April Showers, Guaranteed

200236712-001They say that April showers bring May flowers, but what exactly brings the April showers? I think I know.

Around our neck of the woods, it’s guaranteed to rain if the kids have…

  1. left the skateboards outside.
  2. spent all day making chalk drawings on the street.
  3. incorporated our Peruvian alpaca hair blanket into their outdoor fort.

On the other hand, it’s guaranteed never to rain if the kids have…

  1. shaken up root beer bottles and sprayed them all over the driveway.
  2. made chalk graffiti along the entire length of our 25-foot long front porch.
  3. managed (miraculously) to come up with every piece of equipment and clothing required for today’s soccer game.

If only climate change was so easy to manipulate.


A Formula for Frantic Families (Spring Break Read-a-thon, Installment II)


I’m as surprised as you are that I’ve just finished a book with the phrase, ‘A Leadership Fable,’ in the title. Combine my eerily Office-esque experience in corporate America with my disappointing reading years ago of the inane Who Moved My Cheese? (a super-selling, little business book which urges readers to move at the speed of change, even the kind of change which is dictated by invisible, out-of-touch boss-men and which makes no earthly sense when it comes to actually getting the job done), and what you’ve got in me is a girl who’s skeptical of all things business-motivational, especially the ones that involve Post-its and whiteboards.
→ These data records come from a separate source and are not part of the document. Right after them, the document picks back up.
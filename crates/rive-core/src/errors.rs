use thiserror::Error;

#[derive(Error, Debug)]
pub enum RiveError {
    #[error("Artboard not found: {0}")]
    ArtboardNotFound(String),
    #[error("Object {object} references missing parent {parent}")]
    InvalidParent { object: usize, parent: u32 },
    #[error("Object {0} is its own ancestor")]
    ParentCycle(usize),
    #[error(transparent)]
    Json(#[from] serde_json::Error),
    #[error(transparent)]
    IoError(#[from] std::io::Error),
}
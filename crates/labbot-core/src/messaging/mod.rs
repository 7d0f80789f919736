//! Outbound messenger abstraction (Telegram today).

pub mod port;
pub mod throttled;
pub mod types;
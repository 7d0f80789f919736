use std::{collections::HashMap, path::Path, sync::Arc};

use teloxide::types::{Message, Update, UpdateKind};
use tokio::sync::{Mutex, OwnedMutexGuard};
use tracing::{debug, error, info, warn};

use labbot_core::{
    domain::{ChatId, Reply},
    formatting::split_message,
    messaging::{
        port::MessagingPort,
        types::{ChatAction, FileKind},
    },
    security::RateLimiter,
    service::{ConversationService, FALLBACK_REPLY},
};

use crate::input::{Content, IncomingMessage, InputProcessor};

const RESET_COMMAND: &str = "!reset";

/// Extracts the message of a raw webhook update. Malformed updates and other
/// update kinds yield `None`.
pub fn message_from_update(raw: serde_json::Value) -> Option<Message> {
    let update: Update = match serde_json::from_value(raw) {
        Ok(u) => u,
        Err(e) => {
            warn!(error = %e, "malformed telegram update");
            return None;
        }
    };
    match update.kind {
        UpdateKind::Message(msg) => Some(msg),
        _ => None,
    }
}

#[derive(Default)]
pub struct ChatLocks {
    inner: Mutex<HashMap<i64, Arc<Mutex<()>>>>,
}

impl ChatLocks {
    pub async fn lock_chat(&self, chat_id: ChatId) -> OwnedMutexGuard<()> {
        let lock = {
            let mut map = self.inner.lock().await;
            map.entry(chat_id.0)
                .or_insert_with(|| Arc::new(Mutex::new(())))
                .clone()
        };
        lock.lock_owned().await
    }
}

/// Runs one Telegram message through input processing, the conversation
/// service and reply delivery.
pub struct TelegramHandler {
    service: ConversationService,
    input: InputProcessor,
    messenger: Arc<dyn MessagingPort>,
    rate_limiter: Mutex<RateLimiter>,
    chat_locks: ChatLocks,
}

impl TelegramHandler {
    pub fn new(
        service: ConversationService,
        input: InputProcessor,
        messenger: Arc<dyn MessagingPort>,
        rate_limiter: RateLimiter,
    ) -> Self {
        Self {
            service,
            input,
            messenger,
            rate_limiter: Mutex::new(rate_limiter),
            chat_locks: ChatLocks::default(),
        }
    }

    pub async fn handle_message(&self, msg: &Message) {
        self.handle(IncomingMessage::from_message(msg)).await;
    }

    pub async fn handle(&self, msg: IncomingMessage) {
        let chat_id = msg.chat_id;

        {
            let mut rl = self.rate_limiter.lock().await;
            if let Err(wait) = rl.check(chat_id) {
                warn!(chat_id = chat_id.0, wait_secs = wait.as_secs_f64(), "rate limited");
                let text = format!(
                    "Muitas mensagens seguidas. Aguarde {:.0} segundos e tente novamente.",
                    wait.as_secs_f64().ceil()
                );
                if let Err(e) = self.messenger.send_text(chat_id, &text).await {
                    error!(chat_id = chat_id.0, error = %e, "failed to send rate limit notice");
                }
                return;
            }
        }

        let _guard = self.chat_locks.lock_chat(chat_id).await;
        info!(chat_id = chat_id.0, kind = msg.kind(), "processing telegram message");

        if self.messenger.capabilities().supports_chat_actions {
            if let Err(e) = self
                .messenger
                .send_chat_action(chat_id, ChatAction::Typing)
                .await
            {
                debug!(chat_id = chat_id.0, error = %e, "failed to send typing action");
            }
        }

        let replies = if matches!(&msg.content, Content::Text(t) if t.trim() == RESET_COMMAND) {
            info!(chat_id = chat_id.0, "reset requested");
            match self.service.reset(chat_id).await {
                Ok(replies) => replies,
                Err(e) => {
                    error!(chat_id = chat_id.0, error = %e, "reset failed");
                    return self.send_text(chat_id, FALLBACK_REPLY).await;
                }
            }
        } else {
            let input = self.input.process(&msg).await;
            self.service.respond(input).await
        };

        self.deliver(chat_id, &replies).await;
    }

    async fn deliver(&self, chat_id: ChatId, replies: &[Reply]) {
        for reply in replies {
            match reply {
                Reply::Text { output } if !output.trim().is_empty() => {
                    self.send_text(chat_id, output).await;
                }
                Reply::Text { .. } => {}
                Reply::File { file_path } => self.send_file(chat_id, Path::new(file_path)).await,
            }
        }
    }

    async fn send_text(&self, chat_id: ChatId, text: &str) {
        let limit = self.messenger.capabilities().max_message_len;
        for chunk in split_message(text, limit) {
            if let Err(e) = self.messenger.send_text(chat_id, &chunk).await {
                error!(chat_id = chat_id.0, error = %e, "failed to send text reply");
                return;
            }
        }
    }

    async fn send_file(&self, chat_id: ChatId, path: &Path) {
        info!(chat_id = chat_id.0, path = %path.display(), "sending file reply");
        let caps = self.messenger.capabilities();
        let sent = match FileKind::for_path(path) {
            FileKind::Photo if caps.supports_photos => {
                self.messenger.send_photo(chat_id, path).await
            }
            _ => self.messenger.send_document(chat_id, path).await,
        };
        if let Err(e) = sent {
            error!(chat_id = chat_id.0, path = %path.display(), error = %e, "failed to send file");
        }
    }
}

#[cfg(test)]
mod tests {
    use super::*;
    use std::time::Duration;

    use async_trait::async_trait;
    use labbot_core::{
        domain::{MessageId, MessageRef},
        memory::{Checkpointer, InMemoryCheckpointer},
        messaging::types::MessagingCapabilities,
        model::ChatMessage,
        pipeline::{Graph, GraphState, InputDigest, Node},
        Result,
    };
    use serde_json::json;

    use crate::input::tests::{FakeFetcher, FakeMedia};

    #[derive(Default)]
    struct Recorder {
        sent: Mutex<Vec<String>>,
        fail_actions: bool,
    }

    #[async_trait]
    impl MessagingPort for Recorder {
        fn capabilities(&self) -> MessagingCapabilities {
            MessagingCapabilities {
                supports_photos: true,
                supports_chat_actions: true,
                max_message_len: 10,
            }
        }

        async fn send_text(&self, chat_id: ChatId, text: &str) -> Result<MessageRef> {
            self.sent.lock().await.push(format!("text:{text}"));
            Ok(MessageRef {
                chat_id,
                message_id: MessageId(1),
            })
        }

        async fn send_photo(&self, chat_id: ChatId, path: &Path) -> Result<MessageRef> {
            self.sent.lock().await.push(format!("photo:{}", path.display()));
            Ok(MessageRef {
                chat_id,
                message_id: MessageId(2),
            })
        }

        async fn send_document(&self, chat_id: ChatId, path: &Path) -> Result<MessageRef> {
            self.sent.lock().await.push(format!("document:{}", path.display()));
            Ok(MessageRef {
                chat_id,
                message_id: MessageId(3),
            })
        }

        async fn send_chat_action(&self, _chat_id: ChatId, action: ChatAction) -> Result<()> {
            if self.fail_actions {
                return Err(labbot_core::errors::Error::External("chat not found".into()));
            }
            self.sent.lock().await.push(format!("action:{action:?}"));
            Ok(())
        }
    }

    /// Echoes the chat input back, then attaches two files.
    struct Echo;

    #[async_trait]
    impl Node for Echo {
        fn name(&self) -> &'static str {
            "echo"
        }

        async fn run(&self, mut state: GraphState) -> Result<GraphState> {
            state
                .messages_history
                .push(ChatMessage::assistant(state.chat_input.clone()));
            state.formatted_output = vec![
                Reply::text(state.chat_input.clone()),
                Reply::file("plots/consumo.png"),
                Reply::file("plots/perfil.svg"),
            ];
            Ok(state)
        }
    }

    fn handler(
        cp: Arc<InMemoryCheckpointer>,
        limiter: RateLimiter,
    ) -> (TelegramHandler, Arc<Recorder>) {
        handler_with(cp, limiter, Recorder::default())
    }

    fn handler_with(
        cp: Arc<InMemoryCheckpointer>,
        limiter: RateLimiter,
        recorder: Recorder,
    ) -> (TelegramHandler, Arc<Recorder>) {
        let graph = Graph::new(cp)
            .then(Arc::new(InputDigest::new(10)))
            .then(Arc::new(Echo));
        let recorder = Arc::new(recorder);
        let input = InputProcessor::new(
            Arc::new(FakeFetcher { files: Vec::new() }),
            Arc::new(FakeMedia::default()),
        );
        let h = TelegramHandler::new(
            ConversationService::new(Arc::new(graph)),
            input,
            recorder.clone(),
            limiter,
        );
        (h, recorder)
    }

    fn text(chat: i64, body: &str) -> IncomingMessage {
        IncomingMessage {
            chat_id: ChatId(chat),
            content: Content::Text(body.to_string()),
            caption: None,
            phone_number: None,
            user_name: None,
        }
    }

    fn unlimited() -> RateLimiter {
        RateLimiter::new(false, 1, Duration::from_secs(60))
    }

    #[tokio::test]
    async fn delivers_split_text_and_files() {
        let (h, rec) = handler(Arc::new(InMemoryCheckpointer::new()), unlimited());
        h.handle(text(7, "consumo de ontem")).await;

        let sent = rec.sent.lock().await.clone();
        assert_eq!(
            sent,
            vec![
                "action:Typing",
                "text:consumo",
                "text:de ontem",
                "photo:plots/consumo.png",
                "document:plots/perfil.svg",
            ]
        );
    }

    #[tokio::test]
    async fn failed_typing_action_still_delivers() {
        let recorder = Recorder {
            fail_actions: true,
            ..Recorder::default()
        };
        let (h, rec) = handler_with(Arc::new(InMemoryCheckpointer::new()), unlimited(), recorder);
        h.handle(text(8, "oi")).await;

        let sent = rec.sent.lock().await.clone();
        assert_eq!(
            sent,
            vec!["text:oi", "photo:plots/consumo.png", "document:plots/perfil.svg"]
        );
    }

    #[tokio::test]
    async fn reset_command_clears_memory() {
        let cp = Arc::new(InMemoryCheckpointer::new());
        let (h, rec) = handler(cp.clone(), unlimited());
        h.handle(text(9, "oi")).await;
        assert!(cp.load("9").await.unwrap().is_some());

        rec.sent.lock().await.clear();
        h.handle(text(9, " !reset ")).await;
        assert!(cp.load("9").await.unwrap().is_none());

        let sent = rec.sent.lock().await.clone();
        assert_eq!(sent, vec!["action:Typing", "text:Conversa reiniciada!"]);
    }

    #[tokio::test]
    async fn rate_limited_chat_gets_notice_only() {
        let limiter = RateLimiter::new(true, 1, Duration::from_secs(60));
        let (h, rec) = handler(Arc::new(InMemoryCheckpointer::new()), limiter);
        h.handle(text(3, "um")).await;
        rec.sent.lock().await.clear();

        h.handle(text(3, "dois")).await;
        let sent = rec.sent.lock().await.clone();
        assert_eq!(sent.len(), 1);
        assert!(sent[0].starts_with("text:Muitas mensagens"));
    }

    #[test]
    fn update_without_message_is_ignored() {
        let update = json!({
            "update_id": 1,
            "message": {
                "message_id": 5,
                "date": 1_726_000_000,
                "chat": {"id": 42, "type": "private", "first_name": "Ana"},
                "text": "oi"
            }
        });
        let msg = message_from_update(update).unwrap();
        assert_eq!(msg.chat.id.0, 42);
        assert_eq!(msg.text(), Some("oi"));

        let callback = json!({
            "update_id": 2,
            "callback_query": {
                "id": "c1",
                "from": {"id": 42, "is_bot": false, "first_name": "Ana"},
                "chat_instance": "ci",
                "data": "x"
            }
        });
        assert!(message_from_update(callback).is_none());
        assert!(message_from_update(json!({"foo": 1})).is_none());
    }
}
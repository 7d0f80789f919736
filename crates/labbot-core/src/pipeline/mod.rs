//! Response generation: input digest -> tool-calling agent -> output formatter.

pub mod agent;
pub mod formatter;
pub mod graph;
pub mod input_digest;
pub mod state;

pub use agent::MainBot;
pub use formatter::Formatter;
pub use graph::{Graph, Node};
pub use input_digest::InputDigest;
pub use state::{GraphInput, GraphState};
But even as I trudged through the 168-page “fable” section of Patrick Lencioni’s The 3 Big Questions for a Frantic Family: A Leadership Fable…about restoring sanity to the most important organization in your life (the title alone was a workout), I have to admit, it kind of won me over. I would have preferred a pamphlet outlining the key points, but this parenting parable of harried marrieds Jude and Theresa was, if long, definitely reminiscent of our family’s frantic day-to-day existence. Thankfully, Theresa had a professional corporate management guru in Jude, who could walk her through the cheesy goo of core values, rallying cries, and defining objectives that would ultimately remodel their family landscape.

Essentially, the book’s springboard is Jude’s exasperated exclamation: “If my clients ran their companies the way we run this family, they’d be out of business!” Ultimately, the couple boils down a strategic plan to get organized and focus on what really matters, guided by the answers to these three questions:

  1. What makes our family unique? This could be humor, interests, work ethic, sports focus—anything that characterizes the family as it currently is, with a sprinkle of what it wants to be.
  2. What is our family’s most important priority—or rallying cry—right now? This is essentially a specific goal that will be attainable in the next 2-6 months—applying to college, getting a new job, or getting the car in the garage are some examples.
  3. How will we use these answers and keep them alive? This question asks the family leaders/parents to make a day and time commitment during which they will regularly review the family’s progress in achieving the stated goal.

There’s a lot more detail in the book, but the plan is presented in nutshell form at Lencioni’s website, It’s worth checking out. There’s also an article there with more detailed information about how to answer the questions for your particular family. Or, if you’re a Doverite, you can pick up the book at the Dover Public Library (I found it in the yellow section to the left of Large Print—seriously!).

Skeptical as I am, I’m going to test-drive the approach around my home. I’ll report back about how it goes…just give me 2-6 months.